Saved entries:
//! The expiration sweep
//!
//! One pass: take the PID lock, load the ledger, delete every expired rule from
//! the enforcer, commit the surviving records, give the lock back. A failed
//! delete does not stop the pass; the record stays in the ledger and is retried
//! on the next sweep.
//!
//! A stale lock (owner gone) is removed and the pass ends there. The next
//! scheduled run sweeps normally.

use crate::core::error::{Error, Result};
use crate::core::executor::Enforcer;
use crate::core::ledger::{Expiry, Ledger, RuleRecord, partition};
use crate::core::lock::{ProcessLock, ProcessLiveness};
use tracing::{debug, info, warn};

/// An expired rule the enforcer refused to delete.
#[derive(Debug, Clone, PartialEq)]
pub struct FailedDeletion {
    pub record: RuleRecord,
    pub reason: String,
}

/// What one sweep did, each list in ledger order.
#[derive(Debug, Clone, Default, PartialEq)]
pub struct SweepReport {
    pub deleted: Vec<RuleRecord>,
    pub kept: Vec<RuleRecord>,
    pub failed: Vec<FailedDeletion>,
}

impl SweepReport {
    pub fn is_clean(&self) -> bool {
        self.failed.is_empty()
    }
}

pub struct Sweeper<E: Enforcer, P: ProcessLiveness> {
    ledger: Ledger,
    enforcer: E,
    lock: ProcessLock<P>,
}

impl<E: Enforcer, P: ProcessLiveness> Sweeper<E, P> {
    pub fn new(ledger: Ledger, enforcer: E, lock: ProcessLock<P>) -> Self {
        Self {
            ledger,
            enforcer,
            lock,
        }
    }

    pub fn ledger(&self) -> &Ledger {
        &self.ledger
    }

    pub fn enforcer(&self) -> &E {
        &self.enforcer
    }

    /// Runs one sweep against `now`.
    ///
    /// # Errors
    ///
    /// - [`Error::LockHeld`] if another sweep is running; nothing was touched
    /// - [`Error::LockStale`] after removing a dead owner's lock; nothing was swept
    /// - Ledger errors, after which the lock is still released
    pub async fn run(&self, now: Expiry) -> Result<SweepReport> {
        let guard = match self.lock.acquire() {
            Ok(guard) => guard,
            Err(Error::LockStale { path, owner }) => {
                warn!("Removing stale lock {} (owner '{owner}')", path.display());
                self.lock.release()?;
                return Err(Error::LockStale { path, owner });
            }
            Err(e) => return Err(e),
        };

        let result = self.sweep_locked(now).await;
        let released = guard.release();
        let report = result?;
        released?;
        Ok(report)
    }

    async fn sweep_locked(&self, now: Expiry) -> Result<SweepReport> {
        if !self.ledger.exists() {
            debug!("No ledger at {}, nothing to sweep", self.ledger.path().display());
            return Ok(SweepReport::default());
        }

        let records = self.ledger.load()?;
        let split = partition(records, now);
        info!(
            "Sweeping {} expired of {} rules",
            split.expired.len(),
            split.expired.len() + split.live.len()
        );

        let mut report = SweepReport {
            kept: split.live,
            ..SweepReport::default()
        };

        for record in split.expired {
            match self.enforcer.delete(&record.rule_text).await {
                Ok(()) => report.deleted.push(record),
                Err(e) => {
                    warn!("Keeping '{}' for the next sweep: {e}", record.rule_text);
                    report.failed.push(FailedDeletion {
                        record,
                        reason: e.to_string(),
                    });
                }
            }
        }

        let survivors: Vec<RuleRecord> = report
            .kept
            .iter()
            .chain(report.failed.iter().map(|f| &f.record))
            .cloned()
            .collect();
        self.ledger.commit(&survivors)?;

        info!(
            "Sweep done: {} deleted, {} kept, {} failed",
            report.deleted.len(),
            report.kept.len(),
            report.failed.len()
        );
        Ok(report)
    }
}
//! ttlfw - Time-limited firewall rules
//!
//! Applies rules to an external packet-filter control program (`ufw` by default)
//! with a time-to-live, and sweeps them away once they expire. The sweep is meant
//! to run from a scheduler such as cron.
//!
//! # Architecture
//!
//! - [`core`] - Rule lifecycle: ledger, process lock, enforcer executor, sweeper, adder
//! - [`audit`] - Audit logging for every privileged enforcer mutation
//! - [`validators`] - Input validation for rule text and positions
//! - [`config`] - Configuration file loading and overrides
//! - [`elevation`] - Privilege escalation for the enforcer command
//! - [`utils`] - Utility functions (XDG directories, etc.)
//!
//! # Safety Features
//!
//! - Every enforcer mutation is validated with `--dry-run` before it is committed
//! - The rules ledger is only ever replaced atomically (temp file → rename)
//! - A PID lock keeps concurrent sweeps apart and heals itself when stale
//! - External commands are bounded by a timeout

#![allow(clippy::must_use_candidate)]
#![allow(clippy::missing_errors_doc)]

pub mod audit;
pub mod config;
pub mod core;
pub mod elevation;
pub mod utils;
pub mod validators;

// Re-export commonly used types
pub use core::error::{Error, Result};
pub use core::ledger::{Expiry, Ledger, MatchPolicy, RuleRecord};

/// Default location of the rules ledger, overridable at build time by packagers.
pub const SYSTEM_LEDGER_PATH: &str = match option_env!("TTLFW_SYSTEM_LEDGER_PATH") {
    Some(path) => path,
    None => "/usr/local/share/ttlfw/rules",
};

/// Default location of the sweep PID lock, overridable at build time by packagers.
pub const SYSTEM_LOCK_PATH: &str = match option_env!("TTLFW_SYSTEM_LOCK_PATH") {
    Some(path) => path,
    None => "/run/ttlfw.pid",
};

• _PROBLEM_: Filter the records above, keeping each line that contains the word "guard".

• _TASK ANSWER_:
        let guard = match self.lock.acquire() {
            Ok(guard) => guard,
        let released = guard.release();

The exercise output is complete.